Совсем не время, но как не захлебнуться, когда смотрят на тебя — с тревожно-заботливой нежностью.
Или чем-то крайне похожим: просчитаться, переврать, приписать желаемое на пустом месте трудно — не этому взгляду, не этому голосу, и хочется, выдав невнятное междометие, обнять: прижаться и прижать к себе, зарыться, вплавиться, утонуть…
И только усугубляет всё неожиданная мысль, что никогда прежде не доводилось видеть Этельберта настолько… раздето-беззащитным.
Без тяжёлого плаща, без пиджака, без высоких сапог; с распущенными волосами и целиком растрёпанного, словно он час простоял на резком ветру — и верхняя пуговица на жилете была расстёгнута, и тянуло не застегнуть её, нет — руки и разум обвивала жажда расстегнуть остальные.
— Вы не поверите… — хрипло начала Иветта. Откашлялась, моргнула и произнесла: — Вы не поверите: я тоже очень и очень рада.
И от беды подальше заняла рот чаем.
(Жаль, что подобный трюк не провернёшь с головой.).
(Да когда же она перестанет вляпываться, влюбляясь?).
Этельберт, посмеявшись, тоже приложился к чашке, и Неделимый, он ведь был у неё дома всего лишь во второй раз, причём учитывать первый казалось глупостью и кощунством: он подозревал её в планировании убийства — она считала его холодным, жестоким и безразличным и не впустила бы, если бы от её слова что-то зависело; и начало всё меняться — именно тогда. Их столкнуло друг с другом, свело, сблизило насильно, и пришлось разбираться: пробовать объяснить и пытаться понять, и руку протягивал — снова и снова; опять, и опять, и опять — в основном Этельберт, а «смелая» Иветта Герарди плыла по течению, цепляясь за свои представления, сомнения и горести, а затем — за кое-что совершенно иное…
— Спасибо вам за гостеприимство, Иветта. Уже поздно, думаю, мне пора — увидимся девятого?
И она очень легко представила — почти увидела, как он уйдёт.
Встанет с дивана, — уже встал — направится в прихожую, напялит ботинки, и пиджак, и плащ и исчезнет: переместится туда, куда сочтёт нужным, а она сначала будет безвольно за ним тащиться, потом, того не желая, прощаться, а потом — сидеть, страдать и сожалеть; и всё, разумеется, от великой храбрости, ведь именно храбрость заставляет человека молчать и ничего делать, чтобы не стало неким образом хуже.

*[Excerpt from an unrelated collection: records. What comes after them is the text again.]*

#[cfg(test)]
mod tests {
    use super::*;

    use axum::body::{Body, to_bytes};
    use axum::http::{HeaderMap, Request, StatusCode, header};
    use base64::Engine;
    use base64::engine::general_purpose::STANDARD;
    use oauth_core::SigningKey;
    use oauth_core::crypto::pkce_challenge;
    use serde_json::{Value, json};
    use tower::ServiceExt;
    use url::Url;

    const VERIFIER: &str = "dBjftJeZ4CVP-mB92K27uhbUJU1p1r_wW1gFWFOEjXk";
    const ISSUER: &str = "https://auth.example";

    fn app() -> Router {
        let config = Config::default();
        let server = AuthorizationServer::new(
            config.oauth_settings(ISSUER),
            &SigningKey::generate(),
        );
        router(Arc::new(AppState {
            config,
            server,
            public_url: ISSUER.to_string(),
        }))
    }

    struct TestResponse {
        status: StatusCode,
        headers: HeaderMap,
        body: Vec<u8>,
    }

    impl TestResponse {
        fn json(&self) -> Value {
            serde_json::from_slice(&self.body).expect("JSON body")
        }

        fn location(&self) -> Url {
            let location = self
                .headers
                .get(header::LOCATION)
                .expect("Location header")
                .to_str()
                .unwrap();
            Url::parse(location).unwrap()
        }
    }

    async fn send(app: &Router, request: Request<Body>) -> TestResponse {
        let response = app.clone().oneshot(request).await.unwrap();
        let status = response.status();
        let headers = response.headers().clone();
        let body = to_bytes(response.into_body(), usize::MAX)
            .await
            .unwrap()
            .to_vec();
        TestResponse {
            status,
            headers,
            body,
        }
    }

    fn get_request(uri: &str) -> Request<Body> {
        Request::builder().uri(uri).body(Body::empty()).unwrap()
    }

    fn form(uri: &str, pairs: &[(&str, &str)]) -> Request<Body> {
        let body = url::form_urlencoded::Serializer::new(String::new())
            .extend_pairs(pairs)
            .finish();
        Request::builder()
            .method("POST")
            .uri(uri)
            .header(header::CONTENT_TYPE, "application/x-www-form-urlencoded")
            .body(Body::from(body))
            .unwrap()
    }

    fn bearer(uri: &str, token: &str) -> Request<Body> {
        Request::builder()
            .uri(uri)
            .header(header::AUTHORIZATION, format!("Bearer {}", token))
            .body(Body::empty())
            .unwrap()
    }

    async fn register(app: &Router, body: Value) -> TestResponse {
        let request = Request::builder()
            .method("POST")
            .uri("/register")
            .header(header::CONTENT_TYPE, "application/json")
            .body(Body::from(body.to_string()))
            .unwrap();
        send(app, request).await
    }

    fn query_param(url: &Url, name: &str) -> Option<String> {
        url.query_pairs()
            .find(|(k, _)| k == name)
            .map(|(_, v)| v.into_owned())
    }

    fn authorize_uri(client_id: &str, redirect_uri: &str) -> String {
        let query = url::form_urlencoded::Serializer::new(String::new())
            .append_pair("response_type", "code")
            .append_pair("client_id", client_id)
            .append_pair("redirect_uri", redirect_uri)
            .append_pair("scope", "read")
            .append_pair("state", "S1")
            .append_pair("code_challenge", &pkce_challenge(VERIFIER))
            .append_pair("code_challenge_method", "S256")
            .finish();
        format!("/authorize?{}", query)
    }

    #[tokio::test]
    async fn test_discovery_document() {
        let app = app();
        let response = send(&app, get_request("/.well-known/oauth-authorization-server")).await;
        assert_eq!(response.status, StatusCode::OK);

        let doc = response.json();
        assert_eq!(doc["issuer"], ISSUER);
        assert_eq!(doc["token_endpoint"], "https://auth.example/token");
        assert_eq!(doc["registration_endpoint"], "https://auth.example/register");
        assert_eq!(doc["response_types_supported"], json!(["code"]));
        assert_eq!(
            doc["grant_types_supported"],
            json!(["authorization_code", "refresh_token"])
        );
        assert_eq!(doc["code_challenge_methods_supported"], json!(["S256", "plain"]));
        assert_eq!(
            doc["token_endpoint_auth_methods_supported"],
            json!(["none", "client_secret_basic", "client_secret_post"])
        );
    }

    #[tokio::test]
    async fn test_registration() {
        let app = app();
        let response = register(
            &app,
            json!({"client_name": "demo", "redirect_uris": ["https://x/cb"]}),
        )
        .await;
        assert_eq!(response.status, StatusCode::CREATED);

        let info = response.json();
        assert!(info["client_id"].as_str().unwrap().starts_with("client_"));
        assert!(info.get("client_secret").is_none());
        assert_eq!(info["client_secret_expires_at"], 0);
        assert!(info["client_id_issued_at"].is_i64());
    }

    #[tokio::test]
    async fn test_registration_errors() {
        let app = app();

        let response = register(&app, json!({"redirect_uris": ["https://x/cb"]})).await;
        assert_eq!(response.status, StatusCode::BAD_REQUEST);
        assert_eq!(response.json()["error"], "invalid_client_metadata");

        let response = register(&app, json!({"client_name": "demo", "redirect_uris": []})).await;
        assert_eq!(response.status, StatusCode::BAD_REQUEST);
        assert_eq!(response.json()["error"], "invalid_redirect_uri");

        let response = register(&app, json!({"client_name": 5})).await;
        assert_eq!(response.status, StatusCode::BAD_REQUEST);
        assert_eq!(response.json()["error"], "invalid_client_metadata");
    }

    #[tokio::test]
    async fn test_full_flow() {
        let app = app();
        let client_id = register(
            &app,
            json!({"client_name": "demo", "redirect_uris": ["https://x/cb"]}),
        )
        .await
        .json()["client_id"]
            .as_str()
            .unwrap()
            .to_string();

        // Authorize: auto-approved, redirected back with code and state
        let response = send(&app, get_request(&authorize_uri(&client_id, "https://x/cb"))).await;
        assert!(response.status.is_redirection());
        let location = response.location();
        assert_eq!(location.host_str(), Some("x"));
        assert_eq!(location.path(), "/cb");
        assert_eq!(query_param(&location, "state").as_deref(), Some("S1"));
        let code = query_param(&location, "code").unwrap();

        // Exchange
        let response = send(
            &app,
            form(
                "/token",
                &[
                    ("grant_type", "authorization_code"),
                    ("code", &code),
                    ("redirect_uri", "https://x/cb"),
                    ("client_id", &client_id),
                    ("code_verifier", VERIFIER),
                ],
            ),
        )
        .await;
        assert_eq!(response.status, StatusCode::OK);
        assert_eq!(
            response.headers.get(header::CACHE_CONTROL).unwrap(),
            "no-store"
        );
        let tokens = response.json();
        assert_eq!(tokens["token_type"], "Bearer");
        assert_eq!(tokens["expires_in"], 3600);
        assert_eq!(tokens["scope"], "read");
        let access_token = tokens["access_token"].as_str().unwrap().to_string();
        let refresh_token = tokens["refresh_token"].as_str().unwrap().to_string();

        // Replay fails
        let response = send(
            &app,
            form(
                "/token",
                &[
                    ("grant_type", "authorization_code"),
                    ("code", &code),
                    ("redirect_uri", "https://x/cb"),
                    ("client_id", &client_id),
                    ("code_verifier", VERIFIER),
                ],
            ),
        )
        .await;
        assert_eq!(response.status, StatusCode::BAD_REQUEST);
        assert_eq!(response.json()["error"], "invalid_grant");

        // Userinfo
        let response = send(&app, bearer("/userinfo", &access_token)).await;
        assert_eq!(response.status, StatusCode::OK);
        let info = response.json();
        assert_eq!(info["sub"], "owner");
        assert_eq!(info["scope"], "read");
        assert_eq!(info["client_id"], client_id.as_str());

        // Refresh
        let response = send(
            &app,
            form(
                "/token",
                &[
                    ("grant_type", "refresh_token"),
                    ("refresh_token", &refresh_token),
                    ("client_id", &client_id),
                ],
            ),
        )
        .await;
        assert_eq!(response.status, StatusCode::OK);
        let refreshed = response.json();
        let new_access = refreshed["access_token"].as_str().unwrap().to_string();
        assert_ne!(refreshed["refresh_token"].as_str().unwrap(), refresh_token);

        // Old access token is retired, new one passes forward_auth
        let response = send(&app, bearer("/validate", &access_token)).await;
        assert_eq!(response.status, StatusCode::UNAUTHORIZED);
        assert_eq!(
            response.headers.get(header::WWW_AUTHENTICATE).unwrap(),
            "Bearer error=\"invalid_token\""
        );

        let response = send(&app, bearer("/validate", &new_access)).await;
        assert_eq!(response.status, StatusCode::OK);
        assert_eq!(response.headers.get("X-Auth-User").unwrap(), "owner");
        assert_eq!(response.headers.get("X-Auth-Scope").unwrap(), "read");
    }

    #[tokio::test]
    async fn test_authorize_direct_errors() {
        let app = app();
        let client_id = register(
            &app,
            json!({"client_name": "demo", "redirect_uris": ["https://x/cb"]}),
        )
        .await
        .json()["client_id"]
            .as_str()
            .unwrap()
            .to_string();

        let response = send(&app, get_request(&authorize_uri(&client_id, "https://evil/cb"))).await;
        assert_eq!(response.status, StatusCode::BAD_REQUEST);
        assert!(response.headers.get(header::LOCATION).is_none());

        let response = send(&app, get_request(&authorize_uri("client_nope", "https://x/cb"))).await;
        assert_eq!(response.status, StatusCode::BAD_REQUEST);
        assert!(response.headers.get(header::LOCATION).is_none());

        let response = send(&app, get_request("/authorize?client_id=x")).await;
        assert_eq!(response.status, StatusCode::BAD_REQUEST);
    }

    #[tokio::test]
    async fn test_authorize_error_redirect() {
        let app = app();
        let client_id = register(
            &app,
            json!({"client_name": "demo", "redirect_uris": ["https://x/cb"]}),
        )
        .await
        .json()["client_id"]
            .as_str()
            .unwrap()
            .to_string();

        let uri = authorize_uri(&client_id, "https://x/cb")
            .replace("response_type=code", "response_type=token");
        let response = send(&app, get_request(&uri)).await;
        assert!(response.status.is_redirection());
        let location = response.location();
        assert_eq!(
            query_param(&location, "error").as_deref(),
            Some("unsupported_response_type")
        );
        assert_eq!(query_param(&location, "state").as_deref(), Some("S1"));
        assert!(query_param(&location, "code").is_none());
    }

    #[tokio::test]
    async fn test_authorize_missing_response_type_redirects() {
        let app = app();
        let client_id = register(
            &app,
            json!({"client_name": "demo", "redirect_uris": ["https://x/cb"]}),
        )
        .await
        .json()["client_id"]
            .as_str()
            .unwrap()
            .to_string();

        let uri = authorize_uri(&client_id, "https://x/cb").replace("response_type=code&", "");
        assert!(!uri.contains("response_type"));
        let response = send(&app, get_request(&uri)).await;
        assert!(response.status.is_redirection());
        let location = response.location();
        assert_eq!(location.host_str(), Some("x"));
        assert_eq!(location.path(), "/cb");
        assert_eq!(query_param(&location, "error").as_deref(), Some("invalid_request"));
        assert_eq!(query_param(&location, "state").as_deref(), Some("S1"));
        assert!(query_param(&location, "code").is_none());
    }

    #[tokio::test]
    async fn test_confidential_client_basic_auth() {
        let app = app();
        let info = register(
            &app,
            json!({
                "client_name": "backend",
                "redirect_uris": ["https://x/cb"],
                "token_endpoint_auth_method": "client_secret_basic"
            }),
        )
        .await
        .json();
        let client_id = info["client_id"].as_str().unwrap().to_string();
        let secret = info["client_secret"].as_str().unwrap().to_string();

        let response = send(&app, get_request(&authorize_uri(&client_id, "https://x/cb"))).await;
        let code = query_param(&response.location(), "code").unwrap();

        let token_request = |credentials: String| {
            let body = url::form_urlencoded::Serializer::new(String::new())
                .append_pair("grant_type", "authorization_code")
                .append_pair("code", &code)
                .append_pair("redirect_uri", "https://x/cb")
                .append_pair("code_verifier", VERIFIER)
                .finish();
            Request::builder()
                .method("POST")
                .uri("/token")
                .header(header::CONTENT_TYPE, "application/x-www-form-urlencoded")
                .header(
                    header::AUTHORIZATION,
                    format!("Basic {}", STANDARD.encode(credentials)),
                )
                .body(Body::from(body))
                .unwrap()
        };

        let response = send(&app, token_request(format!("{}:wrong", client_id))).await;
        assert_eq!(response.status, StatusCode::UNAUTHORIZED);
        assert_eq!(response.json()["error"], "invalid_client");
        assert!(response.headers.get(header::WWW_AUTHENTICATE).is_some());

        let response = send(&app, token_request(format!("{}:{}", client_id, secret))).await;
        assert_eq!(response.status, StatusCode::OK);
    }

    #[tokio::test]
    async fn test_token_errors() {
        let app = app();

        let response = send(
            &app,
            form("/token", &[("grant_type", "password"), ("client_id", "c")]),
        )
        .await;
        assert_eq!(response.status, StatusCode::BAD_REQUEST);
        assert_eq!(response.json()["error"], "unsupported_grant_type");

        let response = send(
            &app,
            form(
                "/token",
                &[("grant_type", "refresh_token"), ("refresh_token", "x")],
            ),
        )
        .await;
        assert_eq!(response.status, StatusCode::BAD_REQUEST);
        assert_eq!(response.json()["error"], "invalid_request");

        let response = send(&app, form("/token", &[("code", "x")])).await;
        assert_eq!(response.status, StatusCode::BAD_REQUEST);
        assert_eq!(response.json()["error"], "invalid_request");
    }

    #[tokio::test]
    async fn test_userinfo_requires_bearer() {
        let app = app();

        let response = send(&app, get_request("/userinfo")).await;
        assert_eq!(response.status, StatusCode::UNAUTHORIZED);

        let response = send(&app, bearer("/userinfo", "garbage")).await;
        assert_eq!(response.status, StatusCode::UNAUTHORIZED);
    }
}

Храбрость — это когда естественное становится неподъёмным. Когда ты упорно душишь в себе безобидное по сути предложение, которое раньше озвучивала далеко не однократно.
Когда убеждаешь себя, что тебе «чудится», чтобы иметь удобное оправдание своей немоте.
— Останьтесь.
И оно, конечно, не было… полностью уместным; это слово, не подразумевающее ни чай, ни кофе, ни ужин (впрочем, всё перечисленное можно устроить), но фундаментально — и что с того?
— Если хотите — останьтесь.
Есть «да» и есть «нет»; есть два взрослых человека, и нет — ничего проще.
Как нет и особой храбрости, но зато трусости — значительно меньше.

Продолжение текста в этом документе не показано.